*Task*
What lines in the data below mention the string "that"? Copy them out.

[Start of Attachment]

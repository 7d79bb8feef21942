//! `OverlayFS` composition of a source tree with target-specific layers.
//!
//! [`plan`] computes the directory layout and the ordered mount commands
//! without side effects. [`manager`] executes a plan and owns the resulting
//! mount stack until teardown.

pub mod manager;
pub mod plan;
//! # keystone-core
//!
//! Layered mount management for sandboxed Android platform builds.
//!
//! This crate composes an `OverlayFS` view of a source tree from an ordered
//! set of target-specific layers and guarantees the mounts are torn down in
//! reverse order, only for mounts that actually succeeded:
//! - **Runner**: the capability that executes mount command vectors.
//! - **Mount handles**: one mount paired with its unmount.
//! - **Layers**: the static target to layer table.
//! - **Overlay**: command planning and the mount stack manager.
//! - **Lock**: advisory exclusion per source root.

#![cfg_attr(test, allow(clippy::expect_used, clippy::unwrap_used))]

pub mod layers;
pub mod lock;
pub mod mount;
pub mod overlay;
pub mod runner;

pub use mount::MountHandle;
pub use overlay::manager::OverlayManager;
pub use runner::{CommandRunner, CommandStatus, SystemRunner};
//! Unified error type for the Keystone workspace.

use std::path::PathBuf;

use thiserror::Error;

/// Top-level error type shared across the workspace.
#[derive(Debug, Error)]
pub enum KeystoneError {
    /// The build target has no entry in the layer table.
    #[error("unknown build target: {target}")]
    UnknownTarget {
        /// Target name as requested by the caller.
        target: String,
    },

    /// A mount command exited unsuccessfully.
    #[error(
        "mount command `{}` failed with {}",
        .command.join(" "),
        describe_exit(.exit_code.as_ref())
    )]
    Mount {
        /// Full argument vector of the failed command.
        command: Vec<String>,
        /// Exit code, or `None` when the process was killed by a signal.
        exit_code: Option<i32>,
    },

    /// An unmount command exited unsuccessfully.
    #[error(
        "unmount command `{}` failed with {}",
        .command.join(" "),
        describe_exit(.exit_code.as_ref())
    )]
    Teardown {
        /// Full argument vector of the failed command.
        command: Vec<String>,
        /// Exit code, or `None` when the process was killed by a signal.
        exit_code: Option<i32>,
    },

    /// A command could not be started.
    #[error("failed to spawn `{}`: {source}", .command.join(" "))]
    Spawn {
        /// Argument vector that could not be executed.
        command: Vec<String>,
        /// Underlying I/O error.
        source: std::io::Error,
    },

    /// Teardown finished but one or more steps failed.
    #[error("{} teardown step(s) failed; mounts may remain under the source root", .failures.len())]
    TeardownIncomplete {
        /// Every individual failure, in the order teardown encountered them.
        failures: Vec<KeystoneError>,
    },

    /// Another overlay manager already holds the source root.
    #[error("source root is busy: {path} is locked by another overlay manager")]
    Busy {
        /// Lock file that could not be acquired.
        path: PathBuf,
    },

    /// An I/O operation failed.
    #[error("I/O error at {path}: {source}")]
    Io {
        /// Path where the I/O error occurred.
        path: PathBuf,
        /// Underlying I/O error.
        source: std::io::Error,
    },

    /// A configuration value is invalid.
    #[error("invalid configuration: {message}")]
    Config {
        /// Description of the invalid configuration.
        message: String,
    },

    /// Serialization or deserialization failed.
    #[error("serialization error: {source}")]
    Serialization {
        /// Underlying serialization error.
        #[from]
        source: serde_json::Error,
    },
}

fn describe_exit(code: Option<&i32>) -> String {
    code.map_or_else(|| "termination by signal".to_owned(), |c| format!("exit code {c}"))
}

/// Convenience alias used throughout the workspace.
pub type Result<T> = std::result::Result<T, KeystoneError>;
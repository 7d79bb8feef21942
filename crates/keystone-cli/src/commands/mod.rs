//! CLI command definitions and dispatch.

pub mod plan;
pub mod run;
pub mod targets;

use std::path::PathBuf;
use std::process::ExitCode;

use anyhow::Context;
use clap::{Parser, Subcommand};
use keystone_common::config::KeystoneConfig;

/// Keystone — run Android platform builds on a layered source overlay.
#[derive(Parser, Debug)]
#[command(name = "keystone", version, about, long_about = None)]
pub struct Cli {
    /// Subcommand to execute.
    #[command(subcommand)]
    pub command: Command,

    /// JSON configuration file.
    #[arg(long, global = true, env = keystone_common::constants::CONFIG_ENV)]
    pub config: Option<PathBuf>,

    /// Command prepended to mount and umount, e.g. "sudo -n".
    ///
    /// Pass an empty string when already running as root.
    #[arg(long, global = true, env = "KEYSTONE_PRIVILEGE_PREFIX")]
    pub privilege_prefix: Option<String>,

    /// Do not take the advisory lock on the source root.
    #[arg(long, global = true)]
    pub no_lock: bool,
}

/// Available CLI subcommands.
#[derive(Subcommand, Debug)]
pub enum Command {
    /// List known build targets and their overlay layers.
    Targets(targets::TargetsArgs),
    /// Print the mount commands a run would issue, without mounting.
    Plan(plan::PlanArgs),
    /// Mount the overlay, run a command on top of it, then tear it down.
    Run(run::RunArgs),
}

impl Cli {
    /// Loads the configuration file and applies command-line overrides.
    ///
    /// # Errors
    ///
    /// Returns an error if the configuration file cannot be loaded.
    pub fn resolve_config(&self) -> anyhow::Result<KeystoneConfig> {
        let mut config = KeystoneConfig::load_or_default(self.config.as_deref())
            .context("failed to load configuration")?;
        if let Some(prefix) = &self.privilege_prefix {
            config.privilege_prefix = prefix.split_whitespace().map(str::to_owned).collect();
        }
        if self.no_lock {
            config.lock = false;
        }
        Ok(config)
    }
}

/// Resolves the source root, defaulting to the current directory.
fn source_root(arg: Option<PathBuf>) -> anyhow::Result<PathBuf> {
    match arg {
        Some(path) => Ok(path),
        None => std::env::current_dir().context("failed to read current directory"),
    }
}

/// Dispatches the parsed CLI command to its handler.
///
/// # Errors
///
/// Returns an error if the command execution fails.
pub fn execute(cli: Cli) -> anyhow::Result<ExitCode> {
    let config = cli.resolve_config()?;
    match cli.command {
        Command::Targets(args) => targets::execute(&args).map(|()| ExitCode::SUCCESS),
        Command::Plan(args) => plan::execute(args, &config).map(|()| ExitCode::SUCCESS),
        Command::Run(args) => run::execute(args, &config),
    }
}

#[cfg(test)]
mod tests {
    use super::*;

    #[test]
    fn cli_definition_is_consistent() {
        use clap::CommandFactory;
        Cli::command().debug_assert();
    }

    #[test]
    fn privilege_prefix_override_splits_words() {
        let cli = Cli::parse_from(["keystone", "--privilege-prefix", "sudo -n", "targets"]);
        let config = cli.resolve_config().expect("config");
        assert_eq!(config.privilege_prefix, vec!["sudo", "-n"]);
    }

    #[test]
    fn empty_privilege_prefix_runs_unprefixed() {
        let cli = Cli::parse_from(["keystone", "--privilege-prefix", "", "--no-lock", "targets"]);
        let config = cli.resolve_config().expect("config");
        assert!(config.privilege_prefix.is_empty());
        assert!(!config.lock);
    }

    #[test]
    fn run_collects_trailing_command() {
        let cli = Cli::parse_from([
            "keystone", "run", "--target", "sdm845", "--", "make", "-j", "droid",
        ]);
        match cli.command {
            Command::Run(args) => {
                assert_eq!(args.target, "sdm845");
                assert_eq!(args.command, vec!["make", "-j", "droid"]);
            }
            other => panic!("unexpected command: {other:?}"),
        }
    }
}
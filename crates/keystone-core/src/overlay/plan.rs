//! Pure computation of overlay paths and mount commands.

use std::fmt;
use std::path::{Path, PathBuf};

use keystone_common::constants::{
    ARTIFACTS_DIR, OUTPUT_DIR, OUTPUT_OVERLAYS_DIR, OVERLAYS_DIR, WHITEOUT_FILE, WORK_DIR,
};
use keystone_common::error::{KeystoneError, Result};
use keystone_common::types::{BuildTarget, MountInfo};

use crate::layers::layers_for;

/// Which part of the overlay a mount step establishes.
#[derive(Debug, Clone, Copy, PartialEq, Eq)]
pub enum StepKind {
    /// Bind the build-output directory aside before the union mount hides it.
    PassthroughPrepare,
    /// The `OverlayFS` mount over the source root.
    UnionMount,
    /// Bind the original build-output directory back on top of the union.
    PassthroughRestore,
}

impl fmt::Display for StepKind {
    fn fmt(&self, f: &mut fmt::Formatter<'_>) -> fmt::Result {
        match self {
            Self::PassthroughPrepare => write!(f, "passthrough-prepare"),
            Self::UnionMount => write!(f, "union-mount"),
            Self::PassthroughRestore => write!(f, "passthrough-restore"),
        }
    }
}

/// One mount to perform, with the command that undoes it.
#[derive(Debug, Clone, PartialEq, Eq)]
pub struct MountStep {
    /// Role of this step.
    pub kind: StepKind,
    /// Command establishing the mount.
    pub mount_command: Vec<String>,
    /// Command tearing the mount down.
    pub unmount_command: Vec<String>,
}

impl MountStep {
    /// Both commands as a [`MountInfo`].
    #[must_use]
    pub fn info(&self) -> MountInfo {
        MountInfo {
            mount_command: self.mount_command.clone(),
            unmount_command: self.unmount_command.clone(),
        }
    }
}

/// Directory layout and ordered mount steps for one target.
#[derive(Debug, Clone)]
pub struct OverlayPlan {
    target: BuildTarget,
    source_root: PathBuf,
    layers: Vec<String>,
    passthrough_dir: PathBuf,
    steps: Vec<MountStep>,
}

impl OverlayPlan {
    /// Resolves the layers of `target` and builds the mount steps.
    ///
    /// `passthrough_dir` is where the build output is bound aside during
    /// the union mount. Nothing on disk is inspected or modified.
    ///
    /// # Errors
    ///
    /// Returns [`KeystoneError::UnknownTarget`] for targets missing from the
    /// layer table, or [`KeystoneError::Config`] if a path cannot be encoded
    /// into `OverlayFS` mount options.
    pub fn new(
        target: &BuildTarget,
        source_root: &Path,
        passthrough_dir: &Path,
        privilege_prefix: &[String],
    ) -> Result<Self> {
        let layers: Vec<String> = layers_for(target.as_str())?
            .iter()
            .map(|s| (*s).to_owned())
            .collect();

        let mut plan = Self {
            target: target.clone(),
            source_root: source_root.to_path_buf(),
            layers,
            passthrough_dir: passthrough_dir.to_path_buf(),
            steps: Vec::with_capacity(3),
        };

        let output = plan.output_dir();
        let source = path_arg(source_root);
        let passthrough = path_arg(passthrough_dir);
        let output_arg = path_arg(&output);

        plan.steps.push(MountStep {
            kind: StepKind::PassthroughPrepare,
            mount_command: with_prefix(
                privilege_prefix,
                &["mount", "--bind", &output_arg, &passthrough],
            ),
            unmount_command: with_prefix(privilege_prefix, &["umount", &passthrough]),
        });

        let options = plan.union_options()?;
        plan.steps.push(MountStep {
            kind: StepKind::UnionMount,
            mount_command: with_prefix(
                privilege_prefix,
                &["mount", "--types", "overlay", "--options", &options, "overlay", &source],
            ),
            unmount_command: with_prefix(privilege_prefix, &["umount", &source]),
        });

        plan.steps.push(MountStep {
            kind: StepKind::PassthroughRestore,
            mount_command: with_prefix(
                privilege_prefix,
                &["mount", "--bind", &passthrough, &output_arg],
            ),
            unmount_command: with_prefix(privilege_prefix, &["umount", &output_arg]),
        });

        Ok(plan)
    }

    /// Target this plan was built for.
    #[must_use]
    pub const fn target(&self) -> &BuildTarget {
        &self.target
    }

    /// Root of the tree being overlaid.
    #[must_use]
    pub fn source_root(&self) -> &Path {
        &self.source_root
    }

    /// Layer names, most specific first.
    #[must_use]
    pub fn layers(&self) -> &[String] {
        &self.layers
    }

    /// Directory of one layer, `<source_root>/overlays/<layer>`.
    #[must_use]
    pub fn layer_dir(&self, layer: &str) -> PathBuf {
        self.source_root.join(OVERLAYS_DIR).join(layer)
    }

    /// Layer directories in precedence order.
    pub fn layer_dirs(&self) -> impl Iterator<Item = PathBuf> + '_ {
        self.layers.iter().map(|layer| self.layer_dir(layer))
    }

    /// Marker file inside a layer directory.
    #[must_use]
    pub fn whiteout_path(&self, layer: &str) -> PathBuf {
        self.layer_dir(layer).join(WHITEOUT_FILE)
    }

    /// Build-output directory that stays outside the overlay.
    #[must_use]
    pub fn output_dir(&self) -> PathBuf {
        self.source_root.join(OUTPUT_DIR)
    }

    /// Per-target scratch directory, `<out>/overlays/<target>`.
    #[must_use]
    pub fn scratch_dir(&self) -> PathBuf {
        self.output_dir()
            .join(OUTPUT_OVERLAYS_DIR)
            .join(self.target.as_str())
    }

    /// `OverlayFS` upper directory capturing writes.
    #[must_use]
    pub fn upper_dir(&self) -> PathBuf {
        self.scratch_dir().join(ARTIFACTS_DIR)
    }

    /// `OverlayFS` work directory.
    #[must_use]
    pub fn work_dir(&self) -> PathBuf {
        self.scratch_dir().join(WORK_DIR)
    }

    /// Where the build output is bound aside during the union mount.
    #[must_use]
    pub fn passthrough_dir(&self) -> &Path {
        &self.passthrough_dir
    }

    /// Mount steps in execution order.
    #[must_use]
    pub fn steps(&self) -> &[MountStep] {
        &self.steps
    }

    fn union_options(&self) -> Result<String> {
        let mut lower = self.layer_dirs().collect::<Vec<_>>();
        lower.push(self.source_root.clone());
        let lower = lower
            .iter()
            .map(|p| option_path(p))
            .collect::<Result<Vec<_>>>()?
            .join(":");
        Ok(format!(
            "lowerdir={lower},upperdir={},workdir={}",
            option_path(&self.upper_dir())?,
            option_path(&self.work_dir())?
        ))
    }
}

fn path_arg(path: &Path) -> String {
    path.display().to_string()
}

/// Renders a path for use inside the comma and colon separated option string.
fn option_path(path: &Path) -> Result<String> {
    let rendered = path_arg(path);
    if rendered.contains([',', ':']) {
        return Err(KeystoneError::Config {
            message: format!("path cannot be used as an overlay option: {rendered}"),
        });
    }
    Ok(rendered)
}

fn with_prefix(prefix: &[String], args: &[&str]) -> Vec<String> {
    prefix
        .iter()
        .cloned()
        .chain(args.iter().map(|s| (*s).to_owned()))
        .collect()
}

#[cfg(test)]
mod tests {
    use super::*;

    fn sudo() -> Vec<String> {
        vec!["sudo".to_owned()]
    }

    fn sdm845_plan() -> OverlayPlan {
        OverlayPlan::new(
            &BuildTarget::from("sdm845"),
            Path::new("/src"),
            Path::new("/tmp/pt"),
            &sudo(),
        )
        .expect("plan")
    }

    #[test]
    fn union_mount_renders_lowerdir_upperdir_and_workdir() {
        let plan = sdm845_plan();
        let union = &plan.steps()[1];
        assert_eq!(union.kind, StepKind::UnionMount);
        assert_eq!(
            union.mount_command,
            vec![
                "sudo",
                "mount",
                "--types",
                "overlay",
                "--options",
                "lowerdir=/src/overlays/qcom-LA.UM.7.3-incoming:/src/overlays/keystone:/src,\
                 upperdir=/src/out/overlays/sdm845/artifacts,\
                 workdir=/src/out/overlays/sdm845/work",
                "overlay",
                "/src",
            ]
        );
        assert_eq!(union.unmount_command, vec!["sudo", "umount", "/src"]);
    }

    #[test]
    fn steps_are_prepare_union_restore() {
        let kinds: Vec<_> = sdm845_plan().steps().iter().map(|s| s.kind).collect();
        assert_eq!(
            kinds,
            [
                StepKind::PassthroughPrepare,
                StepKind::UnionMount,
                StepKind::PassthroughRestore
            ]
        );
    }

    #[test]
    fn passthrough_binds_output_aside_and_back() {
        let plan = sdm845_plan();
        let prepare = &plan.steps()[0];
        let restore = &plan.steps()[2];
        assert_eq!(prepare.mount_command, vec!["sudo", "mount", "--bind", "/src/out", "/tmp/pt"]);
        assert_eq!(prepare.unmount_command, vec!["sudo", "umount", "/tmp/pt"]);
        assert_eq!(restore.mount_command, vec!["sudo", "mount", "--bind", "/tmp/pt", "/src/out"]);
        assert_eq!(restore.unmount_command, vec!["sudo", "umount", "/src/out"]);
    }

    #[test]
    fn empty_prefix_runs_mount_directly() {
        let plan = OverlayPlan::new(
            &BuildTarget::from("sdm845"),
            Path::new("/src"),
            Path::new("/tmp/pt"),
            &[],
        )
        .expect("plan");
        assert_eq!(plan.steps()[1].unmount_command, vec!["umount", "/src"]);
    }

    #[test]
    fn layout_is_scoped_by_target() {
        let plan = OverlayPlan::new(
            &BuildTarget::from("sdm845_gms"),
            Path::new("/src"),
            Path::new("/tmp/pt"),
            &sudo(),
        )
        .expect("plan");
        assert_eq!(plan.upper_dir(), Path::new("/src/out/overlays/sdm845_gms/artifacts"));
        assert_eq!(plan.work_dir(), Path::new("/src/out/overlays/sdm845_gms/work"));
        assert_eq!(plan.whiteout_path("gms"), Path::new("/src/overlays/gms/overlays"));
    }

    #[test]
    fn unknown_target_fails_before_planning() {
        let err = OverlayPlan::new(
            &BuildTarget::from("nonexistent-target"),
            Path::new("/src"),
            Path::new("/tmp/pt"),
            &sudo(),
        )
        .unwrap_err();
        assert!(matches!(err, KeystoneError::UnknownTarget { .. }));
    }

    #[test]
    fn source_root_with_colon_is_rejected() {
        let err = OverlayPlan::new(
            &BuildTarget::from("sdm845"),
            Path::new("/src:old"),
            Path::new("/tmp/pt"),
            &sudo(),
        )
        .unwrap_err();
        assert!(matches!(err, KeystoneError::Config { .. }));
    }
}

[End of Attachment]

*Reply*
//! reverse order, only for mounts that actually succeeded:
//! - **Runner**: the capability that executes mount command vectors.
        /// Argument vector that could not be executed.
        /// Lock file that could not be acquired.
/// One mount to perform, with the command that undoes it.
    /// Build-output directory that stays outside the overlay.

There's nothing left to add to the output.